Sem pensar em renúncia, Temer quer acelerar reformas


Nem a crise do governo agravada com a Lava Jato nem a pressão da oposição farão o presidente renunciar, diz interlocutor (Foto: Divulgação)

Resistindo a pressões, "o presidente não pensa em renúncia. Sabia que teria muita dificuldade para governar. O projeto dele é resgatar o país, não quer aplauso nem reconhecimento fácil", disse um auxiliar presidencial ao Globo.

De acordo com a matéria, nem a crise no governo agravada pelas citações do seu nome em delações da Lava Jato farão com que Michel Temer abandone o cargo.

O mesmo auxiliar presidencial informou que a baixa popularidade de Temer pode ajudar na implantação de medidas impopulares, como a recém-aprovada PEC do teto e a reforma da previdência.

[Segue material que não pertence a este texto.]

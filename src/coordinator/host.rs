//! Browser capability seam.
//!
//! Every capability is async and independently fallible. [`RecordingHost`]
//! is the dry-run implementation behind the `replay` command; it records
//! each call and can be told to reject selected actions.

use std::collections::{BTreeMap, BTreeSet};
use std::sync::Mutex;

use async_trait::async_trait;
use serde::Serialize;

use super::state::{Mode, TabId};
use crate::error::HostError;

/// Icon sizes shipped for each mode.
pub const ICON_SIZES: [u32; 5] = [48, 64, 128, 256, 512];

/// Toolbar icon set and title for one mode.
#[derive(Debug, Clone, PartialEq, Eq, Serialize)]
pub struct ModeBadge {
    pub icons: BTreeMap<u32, String>,
    pub title: String,
}

impl ModeBadge {
    pub fn for_mode(mode: Mode) -> Self {
        let icons = ICON_SIZES
            .iter()
            .map(|size| (*size, format!("/icons/{mode}_{size}.png")))
            .collect();
        let title = match mode {
            Mode::Dark => "In dark mode",
            Mode::Light => "In light mode",
        };
        Self {
            icons,
            title: title.to_string(),
        }
    }
}

#[async_trait]
pub trait TabHost: Send + Sync {
    async fn reload(&self, tab_id: TabId, bypass_cache: bool) -> Result<(), HostError>;
    async fn insert_css(&self, tab_id: TabId, path: &str) -> Result<(), HostError>;
    async fn remove_css(&self, tab_id: TabId, path: &str) -> Result<(), HostError>;
    async fn set_icon(&self, icons: &BTreeMap<u32, String>) -> Result<(), HostError>;
    async fn set_title(&self, title: &str) -> Result<(), HostError>;
    /// URL of the active tab in the current window, if the host exposes one.
    async fn active_tab_url(&self) -> Result<Option<String>, HostError>;
}

/// One capability call observed by [`RecordingHost`].
#[derive(Debug, Clone, PartialEq, Eq, Serialize)]
#[serde(tag = "action", rename_all = "snake_case")]
pub enum HostAction {
    Reload { tab_id: TabId, bypass_cache: bool },
    InsertCss { tab_id: TabId, path: String },
    RemoveCss { tab_id: TabId, path: String },
    SetIcon { icons: BTreeMap<u32, String> },
    SetTitle { title: String },
}

impl HostAction {
    pub fn name(&self) -> &'static str {
        match self {
            Self::Reload { .. } => "reload",
            Self::InsertCss { .. } => "insert_css",
            Self::RemoveCss { .. } => "remove_css",
            Self::SetIcon { .. } => "set_icon",
            Self::SetTitle { .. } => "set_title",
        }
    }
}

/// Host that records calls instead of touching a browser.
///
/// Only successful calls are recorded.
#[derive(Debug, Default)]
pub struct RecordingHost {
    active_url: Mutex<Option<String>>,
    rejected: Mutex<BTreeSet<&'static str>>,
    actions: Mutex<Vec<HostAction>>,
}

impl RecordingHost {
    pub fn new() -> Self {
        Self::default()
    }

    /// Host whose active tab shows `url`.
    pub fn with_active_url(url: impl Into<String>) -> Self {
        let host = Self::default();
        host.set_active_url(Some(url.into()));
        host
    }

    pub fn set_active_url(&self, url: Option<String>) {
        *lock(&self.active_url) = url;
    }

    /// Make every future call of `action` (a [`HostAction::name`]) fail.
    pub fn reject(&self, action: &'static str) {
        lock(&self.rejected).insert(action);
    }

    pub fn actions(&self) -> Vec<HostAction> {
        lock(&self.actions).clone()
    }

    fn record(&self, action: HostAction) -> Result<(), HostError> {
        if lock(&self.rejected).contains(action.name()) {
            return Err(HostError::Rejected {
                action: action.name().to_string(),
                reason: "rejected by host".to_string(),
            });
        }
        lock(&self.actions).push(action);
        Ok(())
    }
}

fn lock<T>(mutex: &Mutex<T>) -> std::sync::MutexGuard<'_, T> {
    mutex.lock().unwrap_or_else(|poisoned| poisoned.into_inner())
}

#[async_trait]
impl TabHost for RecordingHost {
    async fn reload(&self, tab_id: TabId, bypass_cache: bool) -> Result<(), HostError> {
        self.record(HostAction::Reload {
            tab_id,
            bypass_cache,
        })
    }

    async fn insert_css(&self, tab_id: TabId, path: &str) -> Result<(), HostError> {
        self.record(HostAction::InsertCss {
            tab_id,
            path: path.to_string(),
        })
    }

    async fn remove_css(&self, tab_id: TabId, path: &str) -> Result<(), HostError> {
        self.record(HostAction::RemoveCss {
            tab_id,
            path: path.to_string(),
        })
    }

    async fn set_icon(&self, icons: &BTreeMap<u32, String>) -> Result<(), HostError> {
        self.record(HostAction::SetIcon {
            icons: icons.clone(),
        })
    }

    async fn set_title(&self, title: &str) -> Result<(), HostError> {
        self.record(HostAction::SetTitle {
            title: title.to_string(),
        })
    }

    async fn active_tab_url(&self) -> Result<Option<String>, HostError> {
        Ok(lock(&self.active_url).clone())
    }
}
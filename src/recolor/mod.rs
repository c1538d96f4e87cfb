//! Recoloring engine.
//!
//! - `rules`: the typed declaration table (common, per-tag, exclusions)
//! - `paint`: one-shot manual recolor of a document, honoring the
//!   colorfulness exceptions
//! - `stylesheet`: static CSS rendering of the same table for insertion by
//!   the coordinator

pub mod paint;
pub mod rules;
pub mod stylesheet;

pub use paint::{paint, PaintReport};
pub use rules::{Palette, Property, Rule, RuleTable, TagName};
pub use stylesheet::render_stylesheet;
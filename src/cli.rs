//! CLI argument parsing via clap.

use std::path::PathBuf;

use clap::{Parser, Subcommand};

/// Page darkness analysis, recoloring and tab-state replay.
#[derive(Debug, Parser)]
#[command(name = "dimmer", version)]
pub struct Args {
    /// Path to config file (default: ./dimmer.toml or ~/.config/dimmer/dimmer.toml).
    #[arg(short = 'c', long = "config", global = true)]
    pub config: Option<PathBuf>,

    /// Override the log filter (e.g. `debug`, `dimmer::coordinator=trace`).
    #[arg(long = "log-level", global = true)]
    pub log_level: Option<String>,

    #[command(subcommand)]
    pub command: Command,
}

#[derive(Debug, Subcommand)]
pub enum Command {
    /// Render the recolor rules as the stylesheet asset.
    Stylesheet {
        /// Write to a file instead of stdout.
        #[arg(short = 'o', long = "output")]
        output: Option<PathBuf>,
    },
    /// Classify a document snapshot and print the page message.
    Classify {
        snapshot: PathBuf,
    },
    /// Recolor every element of a document snapshot.
    Paint {
        snapshot: PathBuf,

        /// Write the painted snapshot here instead of stdout.
        #[arg(short = 'o', long = "output")]
        output: Option<PathBuf>,
    },
    /// Feed a JSON list of tab events through the coordinator.
    Replay {
        events: PathBuf,

        /// JSON file holding the persisted mode across runs.
        #[arg(long = "state")]
        state: Option<PathBuf>,
    },
}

Sobre a antecipação da eleição presidencial, o senador Ronaldo Caiado chegou a declarar no Senado que não se deve ter medo. "Podemos chegar ao último fato, que é, para preservar a democracia, ter um gesto maior de poder e mostrar que ninguém governa sem apoio popular. E nessa hora não podemos ter medo de uma antecipação do processo eleitoral", disse.

Caiado não está sozinho. Nesta terça-feira (13), o líder do PT no Senado Humberto Costa também defendeu a renúncia de Temer e a antecipação da eleição presidencial de 2018.